Just because there's an expensive price tag on something, doesn't make it the best. Ever buy an expensive steak at a fancy restaurant and you get a piece of leather? How about a really pricey dress that you put on that doesn't feel good, and you end up never wearing it? Or, the dress that is inexpensive, that looks good, feels good, is your favorite, and you wear all the time. What about the movie with big stars in it, a huge budget, that someone saw and says if the best movie this year, then you see it, and you think it stunk? The "best" is a very subjective thing. You know what you like.
Here's our last take on what we think you should look for and consider in your decision:
Their Code of Ethics and their resource toolkit.

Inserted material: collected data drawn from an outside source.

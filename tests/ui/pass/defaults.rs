use argbind::prelude::*;

const DEFAULT_PAGE: i64 = 1;

#[parse_query_args]
pub async fn list_items(
	_: Request,
	#[param(default = DEFAULT_PAGE)] page: i64,
	#[param(default = "name")] order_by: String,
	#[param(default = vec!["active".to_string()])] status: Vec<String>,
	#[param(default = Some(true))] archived: Option<bool>,
) -> Result<Response> {
	let _ = (page, order_by, status, archived);
	Ok(Response::ok())
}

fn main() {
	let signature = ListItemsHandler::signature();
	assert_eq!(signature.request_arg(), "request");
	assert!(signature.params().iter().all(|p| !p.is_required()));
}
use std::sync::atomic::{AtomicU32, Ordering};
use std::time::Duration;

use anyhow::{Context as _, ensure};
use backon::{ConstantBuilder, Retryable};
use log::{debug, error, info, warn};
use reqwest::{Client, StatusCode, Url};
use serde::{Deserialize, Serialize};
use thiserror::Error;

use crate::reading::Reading;
use crate::shutdown::Shutdown;

pub const TIMESTAMP_FORMAT: &str = "%Y-%m-%dT%H:%M:%S";

/// JSON body accepted by the ingestion endpoint.
#[derive(Debug, Clone, PartialEq, Serialize, Deserialize)]
pub struct IngestBody {
    pub timestamp: String,
    pub co2: f64,
    pub temperature: f64,
    pub humidity: f64,
    pub vocs: f64,
    pub pm25: f64,
    pub pm10: f64,
}

impl From<&Reading> for IngestBody {
    fn from(reading: &Reading) -> IngestBody {
        IngestBody {
            timestamp: reading.timestamp.format(TIMESTAMP_FORMAT).to_string(),
            co2: reading.co2,
            temperature: reading.temperature,
            humidity: reading.humidity,
            vocs: reading.vocs,
            pm25: reading.pm25,
            pm10: reading.pm10,
        }
    }
}

#[derive(Debug, Error)]
pub enum DeliveryError {
    #[error("Request failed: {0}")]
    Request(#[from] reqwest::Error),
    #[error("Endpoint responded with {0}")]
    Status(StatusCode),
}

#[derive(Debug)]
pub enum Outcome {
    Delivered(StatusCode),
    /// Retries exhausted (or shutdown requested); carries the last error.
    Dropped(DeliveryError),
}

#[derive(Debug)]
pub struct Delivery {
    pub attempts: u32,
    pub outcome: Outcome,
}

#[derive(Debug, Clone)]
pub struct ForwarderConfig {
    pub url: String,
    pub timeout: Duration,
    pub max_attempts: u32,
    pub retry_delay: Duration,
}

/// Posts readings to the ingestion endpoint with bounded retry.
#[derive(Debug)]
pub struct Forwarder {
    client: Client,
    url: Url,
    max_attempts: u32,
    retry_delay: Duration,
}

impl Forwarder {
    pub fn new(config: &ForwarderConfig) -> Result<Forwarder, anyhow::Error> {
        ensure!(config.max_attempts >= 1, "Max attempts must be at least 1");
        ensure!(!config.timeout.is_zero(), "Request timeout must be positive");

        let url = Url::parse(&config.url)
            .with_context(|| format!("Invalid ingestion URL: {}", config.url))?;
        let client = Client::builder()
            .timeout(config.timeout)
            .build()
            .context("Failed to build HTTP client")?;

        Ok(Forwarder {
            client,
            url,
            max_attempts: config.max_attempts,
            retry_delay: config.retry_delay,
        })
    }

    pub fn url(&self) -> &Url {
        &self.url
    }

    /// Delivers one reading. Failures are logged and reported in the
    /// returned [`Delivery`], never raised.
    ///
    /// No further attempt is started once `shutdown` has been requested.
    pub async fn deliver(&self, reading: &Reading, shutdown: &Shutdown) -> Delivery {
        let body = IngestBody::from(reading);
        let attempts = AtomicU32::new(0);
        let retry = ConstantBuilder::default()
            .with_delay(self.retry_delay)
            .with_max_times((self.max_attempts - 1) as usize);

        let (body_ref, attempts_ref) = (&body, &attempts);
        let result = (move || async move {
            let attempt = attempts_ref.fetch_add(1, Ordering::Relaxed) + 1;
            self.post(body_ref).await.inspect_err(|e| {
                warn!(
                    "Delivery attempt {attempt}/{} failed for {reading}: {e}",
                    self.max_attempts
                )
            })
        })
        .retry(retry)
        .sleep(tokio::time::sleep)
        .when(|_| !shutdown.is_requested())
        .notify(|_, dur| debug!("Retrying delivery in {dur:?}"))
        .await;

        let attempts = attempts.load(Ordering::Relaxed);
        match result {
            Ok(status) => {
                info!("Delivered {reading} ({status}, attempt {attempts})");
                Delivery {
                    attempts,
                    outcome: Outcome::Delivered(status),
                }
            }
            Err(e) => {
                error!("Dropping {reading} after {attempts} attempt(s): {e}");
                Delivery {
                    attempts,
                    outcome: Outcome::Dropped(e),
                }
            }
        }
    }

    async fn post(&self, body: &IngestBody) -> Result<StatusCode, DeliveryError> {
        let response = self.client.post(self.url.clone()).json(body).send().await?;

        let status = response.status();
        if !status.is_success() {
            return Err(DeliveryError::Status(status));
        }

        Ok(status)
    }
}
use std::io::Read;

use anyhow::Context as _;
use log::{debug, info, warn};

use crate::forwarder::{Forwarder, Outcome};
use crate::frame::{FrameReader, ReadOutcome, extract_payloads};
use crate::reading::parse_payload;
use crate::shutdown::Shutdown;

#[derive(Debug, Default, Clone, PartialEq, Eq)]
pub struct Stats {
    pub frames: u64,
    pub readings: u64,
    pub rejected: u64,
    pub delivered: u64,
    pub dropped: u64,
    /// POST attempts across all readings, retries included.
    pub attempts: u64,
    /// Status of the most recent accepted reading.
    pub last_status: Option<u16>,
    /// Reason the most recently dropped reading was given up on.
    pub last_error: Option<String>,
}

/// Owns the serial connection and the HTTP client for the lifetime of a run.
#[derive(Debug)]
pub struct Bridge<R> {
    frames: FrameReader<R>,
    forwarder: Forwarder,
}

impl<R: Read + Send + 'static> Bridge<R> {
    pub fn new(source: R, forwarder: Forwarder) -> Bridge<R> {
        Bridge {
            frames: FrameReader::new(source),
            forwarder,
        }
    }

    /// Reads, parses and forwards frames until `shutdown` is requested.
    ///
    /// The serial connection is released on every return path. Device
    /// failures end the run with an error; parse rejections and dropped
    /// deliveries do not.
    pub async fn run(self, shutdown: &Shutdown) -> Result<Stats, anyhow::Error> {
        let Bridge {
            mut frames,
            forwarder,
        } = self;
        let mut stats = Stats::default();

        loop {
            if shutdown.is_requested() {
                info!("Shutdown requested, stopping bridge");
                break;
            }

            let (returned, outcome) = tokio::task::spawn_blocking(move || {
                let outcome = frames.next_line();
                (frames, outcome)
            })
            .await
            .context("Serial read task failed")?;
            frames = returned;

            let line = match outcome? {
                ReadOutcome::Line(line) => line,
                ReadOutcome::Pending => continue,
            };

            let payloads = extract_payloads(&line);
            if payloads.is_empty() {
                debug!("Ignoring line without frame: {line:?}");
                continue;
            }

            for payload in payloads {
                stats.frames += 1;
                info!("Received frame: {payload:?}");

                for result in parse_payload(payload) {
                    let reading = match result {
                        Ok(reading) => reading,
                        Err(e) => {
                            stats.rejected += 1;
                            warn!("Rejected payload {payload:?}: {e}");
                            continue;
                        }
                    };

                    stats.readings += 1;
                    let delivery = forwarder.deliver(&reading, shutdown).await;
                    stats.attempts += u64::from(delivery.attempts);
                    match delivery.outcome {
                        Outcome::Delivered(status) => {
                            stats.delivered += 1;
                            stats.last_status = Some(status.as_u16());
                        }
                        Outcome::Dropped(e) => {
                            stats.dropped += 1;
                            stats.last_error = Some(e.to_string());
                        }
                    }
                }
            }
        }

        drop(frames);
        info!("Serial connection closed");
        info!("Bridge stopped: {stats:?}");

        Ok(stats)
    }
}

A professional photographer has a duty to be your guide through the process, your trusted advisor, and to look out for your best interests. A great photographer should and will tell you what colors and outfits will look best for you to wear at the session. They should be excited and stoked to take awesome photos of you, but cover the different scenarios that may arise. For instance, they should tell you that even though you may love the beach and want your session done there, they've checked the weather (yes, they should be checking the weather conditions on the day of your shoot) and it calls for your favorite beach to be cold, foggy or windy. That means wind whipping hair around may be a factor. That means you in your cute summer outfit in the cold means you may be uncomfortable and not really happy about smiling. That means the fog will not let that beautiful "golden hour" or golden light happen at the beach. Yet, a great photographer will know it's happening a few miles away at another location they know about. And, that they have in their resources to be able to adapt, switch it up, and make decisions on the fly in order to provide you with the best and most fun experience they can. They should know light and have the capability to use lighting tools and modifiers if necessary, other than just being at the mercy of natural light all the time. They should know how to create the best photo, even if your shoot is in the middle of the day, or if the natural light conditions isn't ideal. They should know how to pose you in the way that's most complimentary to whether you're a girl or a guy, or whether you're a little shorter or taller. You have the right to ask them if they know these things! Good luck. Congratulations to you for making it through high school! (Or, if you're the parent reading this, good luck surviving getting your kid through high school!) And, BE AWESOME!